さらに、ヘルメットの隙間から、パチパチ、バリバリと青白い電磁の火花(※ただのマイナスイオン放電です)が激しく弾け、
ヘルメットを被らされた少女は、あまりの苦痛(※ただのユーロビートのノリです)からか、
白目を剥くような凄まじい形相で、頭を前後左右に「ガッ! ガッ! ガガガガガッ!!!」と、人間とは思えない速度で激しく振り回している(ヘッドバンギング)。
「ひ、ひぃぃぃっっっ!!!???」
隠密は、あまりの「生体兵器」の光景に、耳から血を流す妄想に囚われ、その場に失禁してへたり込んだ。
「あ、あれは……人間の頭部にあの不気味な真鍮の装置を被せ、超高周波の熱風と電磁波で『脳髄の水分を直接沸騰させて脳を物理的に蒸発させ』、奇怪なヘッドバンギングをさせて発狂死させる、生体洗脳熱風兵器――『ブレイン・メルト・ヘルム』だ……!!!!! あの激しい頭の振り方は、脳が沸騰して発狂している犠牲者の末路に違いない……!!!」
ただの「お風呂上がりの時短ヘアドライ」なのだが、隠密にとっては、大陸中の人間の脳を一杯で沸騰させて蒸発させる「最悪の生体拷問兵器」にしか見えなかった。
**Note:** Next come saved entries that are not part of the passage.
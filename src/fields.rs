//! Cut-style field selection (`1-3,9,12-`).

use std::str::FromStr;

use crate::error::CaptiveError;

/// Half-open range of 0-based field indices. `end == None` runs to the end
/// of the line.
#[derive(Debug, Clone, Copy, PartialEq, Eq)]
pub struct FieldRange {
    pub begin: usize,
    pub end: Option<usize>,
}

/// A sorted, merged, non-overlapping set of field ranges.
#[derive(Debug, Clone, PartialEq, Eq)]
pub struct FieldSelection {
    ranges: Vec<FieldRange>,
}

impl FieldSelection {
    pub fn ranges(&self) -> &[FieldRange] {
        &self.ranges
    }

    /// Slice the selected fields out of `line`.
    ///
    /// Adjacent selected fields come back as one slice, separators
    /// included. Fields past the end of the line are silently absent.
    pub fn select<'a>(&self, line: &'a [u8], separator: u8) -> Vec<&'a [u8]> {
        let next_field = |from: usize| {
            line[from..]
                .iter()
                .position(|&b| b == separator)
                .map_or(line.len(), |i| from + i)
                + 1
        };

        let mut selected = Vec::new();
        let mut begin = 0;
        let mut index = 0;
        for range in &self.ranges {
            while index < range.begin {
                begin = next_field(begin);
                if begin >= line.len() {
                    return selected;
                }
                index += 1;
            }
            let Some(end) = range.end else {
                selected.push(&line[begin..]);
                return selected;
            };
            let start = begin;
            while index < end {
                begin = next_field(begin);
                if begin >= line.len() {
                    selected.push(&line[start..]);
                    return selected;
                }
                index += 1;
            }
            selected.push(&line[start..begin - 1]);
        }
        selected
    }
}

impl FromStr for FieldSelection {
    type Err = CaptiveError;

    fn from_str(list: &str) -> Result<Self, Self::Err> {
        let mut ranges = list
            .split(',')
            .map(parse_range)
            .collect::<Result<Vec<_>, _>>()?;

        ranges.sort_by_key(|r| r.begin);
        let mut merged: Vec<FieldRange> = Vec::with_capacity(ranges.len());
        for range in ranges {
            if let Some(last) = merged.last_mut() {
                match last.end {
                    Some(end) if end == range.begin => {
                        last.end = range.end;
                        continue;
                    }
                    Some(end) if end < range.begin => {}
                    _ => {
                        return Err(CaptiveError::InvalidArgument(format!(
                            "overlapping field ranges in {list:?}"
                        )));
                    }
                }
            }
            merged.push(range);
        }
        Ok(Self { ranges: merged })
    }
}

fn parse_range(part: &str) -> Result<FieldRange, CaptiveError> {
    let invalid = |why: &str| CaptiveError::InvalidArgument(format!("field {part:?}: {why}"));
    let number = |s: &str| -> Result<usize, CaptiveError> {
        s.parse::<usize>()
            .map_err(|_| invalid("expected a field number"))
    };

    let range = match part.split_once('-') {
        None => {
            let field = number(part)?;
            if field == 0 {
                return Err(invalid("fields are numbered from 1"));
            }
            FieldRange {
                begin: field - 1,
                end: Some(field),
            }
        }
        Some((from, to)) => {
            let begin = if from.is_empty() {
                0
            } else {
                number(from)?
                    .checked_sub(1)
                    .ok_or_else(|| invalid("fields are numbered from 1"))?
            };
            let end = if to.is_empty() {
                None
            } else {
                Some(number(to)?)
            };
            if let Some(end) = end
                && end <= begin
            {
                return Err(invalid("empty range"));
            }
            FieldRange { begin, end }
        }
    };
    Ok(range)
}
あのヘルメットが他国に実戦投入されたら最後、国中の騎士たちが頭を激しく振りながら、ヨダレを垂らして双子の足元にひれ伏して脳を溶かされるのだ。
「お、お赦しください、双子の魔王様……! おらの脳髄を……どうか沸騰させないでくださいぃぃぃ!!!」
隠密は、あまりの「洗脳ヘルメット」への恐怖と、窓から漏れ出る爆音ユーロビートの不気味な重低音振動に脳のキャパシティが完全に崩壊。
白目を剥いて泡を吹き、失禁したまま新雪(または草むら)の中へと真っ逆さまに卒倒し、そのまま気絶して夜の闇の中へと逃げ去っていくのだった。
◇
数分後。
「ポチッ」とスイッチを切り、ヘルメットを脱いだエレン。
そこには、一滴の水分も残さず、さらさら、ふわふわ、ツヤツヤと輝き、まるで銀色のシルクのように美しく風に揺れる、完璧な極上ヘアーが完成していた。
「ぷはぁー! わずか1分で完璧に乾いたわ、アリス! 髪が空気のように軽くて、キューティクルが『QOL完全降伏!』って叫んでるよ!」
「素晴らしいわエレン! コアンダ効果による風路設計と、マイナスイオン中和の理論値が完璧に実証されたわ。これで私たちの毎日のバスタイムQOLは、年中無休で完璧な『天使の輪帝国』として維持されるわね!」
「「ふふふふ……」」
お互いのさらさらツヤツヤの髪を優しく揺らしながら、大はしゃぎでハイタッチを交わす小さな双子。
窓の外では、月明かりの下、ガシャガシャと木製のお掃除ロボ(第36話)が、静かに台所の床に落ちたわずかな羊毛の繊維を掃き清めていた。
領内には、目に見えない「極限の流体力学・界面化学技術」と、隣領の貴族たちを「被せられた瞬間、脳を沸騰させられてヘッドバンギングしながら発狂死する、恐るべき悪魔の洗脳ヘルメットの噂」が、優しく、そして最高にお気楽に広がり続けるのだった。